* **What you are asked to do**
Copy out the entries below in full and exactly.

START Source data

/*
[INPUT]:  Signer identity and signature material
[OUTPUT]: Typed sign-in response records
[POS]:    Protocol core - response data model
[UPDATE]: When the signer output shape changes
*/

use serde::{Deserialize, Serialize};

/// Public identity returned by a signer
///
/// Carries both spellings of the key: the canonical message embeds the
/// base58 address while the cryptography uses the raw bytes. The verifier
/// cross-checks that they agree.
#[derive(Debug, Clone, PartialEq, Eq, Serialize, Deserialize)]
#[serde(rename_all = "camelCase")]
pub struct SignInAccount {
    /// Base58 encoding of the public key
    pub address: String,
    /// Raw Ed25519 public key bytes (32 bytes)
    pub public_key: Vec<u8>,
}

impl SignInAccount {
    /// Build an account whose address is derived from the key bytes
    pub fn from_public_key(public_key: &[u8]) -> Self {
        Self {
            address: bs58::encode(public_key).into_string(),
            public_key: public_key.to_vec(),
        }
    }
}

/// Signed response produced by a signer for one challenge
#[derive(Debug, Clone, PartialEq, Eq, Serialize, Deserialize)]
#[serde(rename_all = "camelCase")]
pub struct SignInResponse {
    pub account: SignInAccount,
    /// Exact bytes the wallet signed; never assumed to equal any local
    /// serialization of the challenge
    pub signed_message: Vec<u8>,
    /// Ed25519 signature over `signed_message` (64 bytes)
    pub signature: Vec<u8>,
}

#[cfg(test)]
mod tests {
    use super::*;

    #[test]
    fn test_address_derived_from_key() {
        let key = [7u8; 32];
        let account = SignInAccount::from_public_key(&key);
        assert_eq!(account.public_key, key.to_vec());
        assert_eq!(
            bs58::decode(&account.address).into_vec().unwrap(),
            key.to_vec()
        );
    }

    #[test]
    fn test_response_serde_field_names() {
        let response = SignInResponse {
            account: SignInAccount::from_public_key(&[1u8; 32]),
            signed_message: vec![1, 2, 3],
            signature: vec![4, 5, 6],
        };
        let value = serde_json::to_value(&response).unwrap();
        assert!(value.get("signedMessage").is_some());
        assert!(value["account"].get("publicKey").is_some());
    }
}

END Source data

* **Answer to the exercise**
/*
[INPUT]:  Signer identity and signature material
[OUTPUT]: Typed sign-in response records
[POS]:    Protocol core - response data model
[UPDATE]: When the signer output shape changes
*/

use serde::{Deserialize, Serialize};

/// Public identity returned by a signer
///
/// Carries both spellings of the key: the canonical message embeds the
/// base58 address while the cryptography uses the raw bytes. The verifier
/// cross-checks that they agree.
#[derive(Debug, Clone, PartialEq, Eq, Serialize, Deserialize)]
#[serde(rename_all = "camelCase")]
pub struct SignInAccount {
    /// Base58 encoding of the public key
    pub address: String,
    /// Raw Ed25519 public key bytes (32 bytes)
    pub public_key: Vec<u8>,
}

impl SignInAccount {
    /// Build an account whose address is derived from the key bytes
    pub fn from_public_key(public_key: &[u8]) -> Self {
        Self {
            address: bs58::encode(public_key).into_string(),
            public_key: public_key.to_vec(),
        }
    }
}

/// Signed response produced by a signer for one challenge
#[derive(Debug, Clone, PartialEq, Eq, Serialize, Deserialize)]
#[serde(rename_all = "camelCase")]
pub struct SignInResponse {
    pub account: SignInAccount,
    /// Exact bytes the wallet signed; never assumed to equal any local
    /// serialization of the challenge
    pub signed_message: Vec<u8>,
    /// Ed25519 signature over `signed_message` (64 bytes)
    pub signature: Vec<u8>,
}

#[cfg(test)]
mod tests {
    use super::*;

    #[test]
    fn test_address_derived_from_key() {
        let key = [7u8; 32];
        let account = SignInAccount::from_public_key(&key);
        assert_eq!(account.public_key, key.to_vec());
        assert_eq!(
            bs58::decode(&account.address).into_vec().unwrap(),
            key.to_vec()
        );
    }

    #[test]
    fn test_response_serde_field_names() {
        let response = SignInResponse {
            account: SignInAccount::from_public_key(&[1u8; 32]),
            signed_message: vec![1, 2, 3],
            signature: vec![4, 5, 6],
        };
        let value = serde_json::to_value(&response).unwrap();
        assert!(value.get("signedMessage").is_some());
        assert!(value["account"].get("publicKey").is_some());
    }
}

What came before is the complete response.